Die Polizeiinspektion Haßfurt ermittelt seit längerem in enger Abstimmung mit der Staatsanwaltschaft gegen den 34-Jährigen, der inzwischen "polizeilich als sogenannter Intensivtäter" geführt wird. Seit 2015 soll der Syrer zahlreiche Straftaten wie Ladendiebstähle, Hausfriedensbrüche, Beleidigungen, Zechbetrug sowie Rohheitsdelikte wie Körperverletzungen begangen haben. "Akzeptanz für die Normen der Gesellschaft und die öffentliche Sicherheit und Ordnung ließ der Landkreisbewohner in Gänze vermissen", heißt es wörtlich in der Mitteilung.

Drogen und Schlägereien

In den vergangenen Wochen trat der 34-Jährige den Angaben zufolge wieder vermehrt in polizeiliche Erscheinung.
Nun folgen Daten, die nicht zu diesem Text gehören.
// SPDX-FileCopyrightText: 2025-2026 Zexin Yuan <aim@yzx9.xyz>
//
// SPDX-License-Identifier: Apache-2.0

use std::fmt;
use std::str::FromStr;

use jiff::civil::Date;
use jiff::{Span, ToSpan, Zoned};

use crate::error::{Error, Result};

/// A half-open span of calendar days, `[start, end)`.
///
/// The start date is included, the end date is not, so
/// `2007-10-01/2007-11-01` holds the 31 days of October 2007. Equal bounds
/// denote an empty (zero-length) timeframe.
///
/// Timeframes are plain values: every operation returns a new instance.
/// They order by start date, then by end date.
#[derive(Debug, Clone, Copy, PartialEq, Eq, PartialOrd, Ord, Hash)]
pub struct Timeframe {
    start: Date,
    end: Date,
}

impl Timeframe {
    /// Creates a timeframe from its start date and its exclusive end date.
    ///
    /// ## Errors
    ///
    /// Returns [`Error::InvalidRange`] if `start` is after `end`.
    pub fn of(start: Date, end: Date) -> Result<Self> {
        if start > end {
            return Err(Error::InvalidRange(format!(
                "start date {start} should be earlier than end date {end}"
            )));
        }
        Ok(Self { start, end })
    }

    /// A zero-length timeframe positioned at `date`.
    #[must_use]
    pub const fn empty_at(date: Date) -> Self {
        Self {
            start: date,
            end: date,
        }
    }

    /// The given calendar month, from its first day to the first day of the
    /// following month.
    ///
    /// ## Errors
    ///
    /// Fails if the year or month is not a valid calendar value.
    pub fn of_month(year: i16, month: i8) -> Result<Self> {
        let start = Date::new(year, month, 1)?;
        let end = start.checked_add(1.month())?;
        Ok(Self { start, end })
    }

    /// The given calendar year, from January 1st to January 1st of the next year.
    ///
    /// ## Errors
    ///
    /// Fails if the year is outside the supported calendar range.
    pub fn of_year(year: i16) -> Result<Self> {
        let start = Date::new(year, 1, 1)?;
        let end = start.checked_add(1.year())?;
        Ok(Self { start, end })
    }

    /// The timeframe from `years` years before today to `years` years after it.
    ///
    /// ## Errors
    ///
    /// Fails if `years` is negative or the bounds leave the calendar range.
    pub fn mid(years: i64) -> Result<Self> {
        Self::mid_from(Self::today(), years)
    }

    /// Like [`Timeframe::mid`], centered on `today` instead of the system date.
    ///
    /// ## Errors
    ///
    /// Fails if `years` is negative or the bounds leave the calendar range.
    pub fn mid_from(today: Date, years: i64) -> Result<Self> {
        let span = Span::new().try_years(years)?;
        Self::of(today.checked_sub(span)?, today.checked_add(span)?)
    }

    /// The current calendar year.
    ///
    /// ## Errors
    ///
    /// Fails only if the system date is at the very end of the calendar range.
    pub fn this_year() -> Result<Self> {
        Self::of_year(Self::today().year())
    }

    /// Today's date in the system time zone.
    #[must_use]
    pub fn today() -> Date {
        Zoned::now().date()
    }

    /// The first day of the timeframe.
    #[must_use]
    pub const fn start(&self) -> Date {
        self.start
    }

    /// The first day after the timeframe.
    #[must_use]
    pub const fn end(&self) -> Date {
        self.end
    }

    /// Number of days covered.
    #[must_use]
    pub fn days(&self) -> i32 {
        (self.end - self.start).get_days()
    }

    /// Whether the timeframe covers no day at all.
    #[must_use]
    pub fn is_empty(&self) -> bool {
        self.start == self.end
    }

    /// Whether a date or another timeframe lies within this one.
    ///
    /// For timeframes the inclusion is weak: equal bounds count as contained.
    pub fn contains<T: Within + ?Sized>(&self, item: &T) -> bool {
        item.within(self)
    }

    /// Whether `other` lies strictly inside this timeframe, on both bounds.
    #[must_use]
    pub fn properly_contains(&self, other: &Timeframe) -> bool {
        self.start < other.start && self.end > other.end
    }

    /// The calendar year this timeframe falls in.
    ///
    /// ## Errors
    ///
    /// Returns [`Error::InvalidRange`] when the first and the last day are in
    /// different years. Zero-length timeframes resolve to the year of their start.
    pub fn year(&self) -> Result<Self> {
        if !self.is_empty() {
            let last = self.end.yesterday()?;
            if last.year() != self.start.year() {
                return Err(Error::InvalidRange(format!(
                    "timeframe {self} crosses a year boundary"
                )));
            }
        }
        Self::of_year(self.start.year())
    }

    /// The same timeframe, one calendar year earlier.
    ///
    /// A bound on February 29th moves to February 28th.
    ///
    /// ## Errors
    ///
    /// Fails if the shifted bounds leave the calendar range.
    pub fn last_year(&self) -> Result<Self> {
        Self::of(
            self.start.checked_sub(1.year())?,
            self.end.checked_sub(1.year())?,
        )
    }

    /// The canonical `YYYY-MM-DD/YYYY-MM-DD` form, same as `to_string()`.
    #[must_use]
    pub fn to_canonical_string(&self) -> String {
        self.to_string()
    }

    /// The JSON representation: a bare string holding the canonical form.
    #[must_use]
    pub fn to_json_value(&self) -> serde_json::Value {
        serde_json::Value::String(self.to_string())
    }
}

/// Something that can be tested for membership in a [`Timeframe`].
pub trait Within {
    /// Whether `self` lies within `timeframe`.
    fn within(&self, timeframe: &Timeframe) -> bool;
}

impl Within for Date {
    fn within(&self, timeframe: &Timeframe) -> bool {
        timeframe.start <= *self && *self < timeframe.end
    }
}

impl Within for Timeframe {
    fn within(&self, timeframe: &Timeframe) -> bool {
        timeframe.start <= self.start && timeframe.end >= self.end
    }
}

/// ISO 8601 time interval, method 1, eliding times.
impl fmt::Display for Timeframe {
    fn fmt(&self, f: &mut fmt::Formatter<'_>) -> fmt::Result {
        write!(f, "{}/{}", self.start, self.end)
    }
}

/// Parses the canonical `YYYY-MM-DD/YYYY-MM-DD` form, with an exclusive end.
impl FromStr for Timeframe {
    type Err = Error;

    fn from_str(s: &str) -> Result<Self> {
        let Some((start, end)) = split_canonical(s) else {
            return Err(Error::Parse(format!(
                "`{s}` is not a canonical YYYY-MM-DD/YYYY-MM-DD interval"
            )));
        };
        let parse = |date: &str| {
            date.parse::<Date>()
                .map_err(|e| Error::Parse(format!("invalid date `{date}`: {e}")))
        };
        Self::of(parse(start)?, parse(end)?)
    }
}

/// Splits `s` into its two dates if it has the exact canonical shape.
pub(crate) fn split_canonical(s: &str) -> Option<(&str, &str)> {
    let (start, end) = s.split_once('/')?;
    (is_iso_date(start) && is_iso_date(end)).then_some((start, end))
}

fn is_iso_date(s: &str) -> bool {
    s.len() == 10
        && s.bytes().enumerate().all(|(i, b)| match i {
            4 | 7 => b == b'-',
            _ => b.is_ascii_digit(),
        })
}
Unter anderem besteht der Verdacht, dass der Mann einen Kontrahenten am 1. August im Streit mit einem Werbeträger verletzt hat, so dass sich der Geschädigte eine Fraktur im Unterarm zuzog. Auch wurde der Mann aus dem Landkreis Haßfurt im September und Oktober dieses Jahres mehrmals mit Marihuana angetroffen. Dabei besteht der Verdacht, dass er die Drogen auch gewinnbringend weiterverkaufen wollte.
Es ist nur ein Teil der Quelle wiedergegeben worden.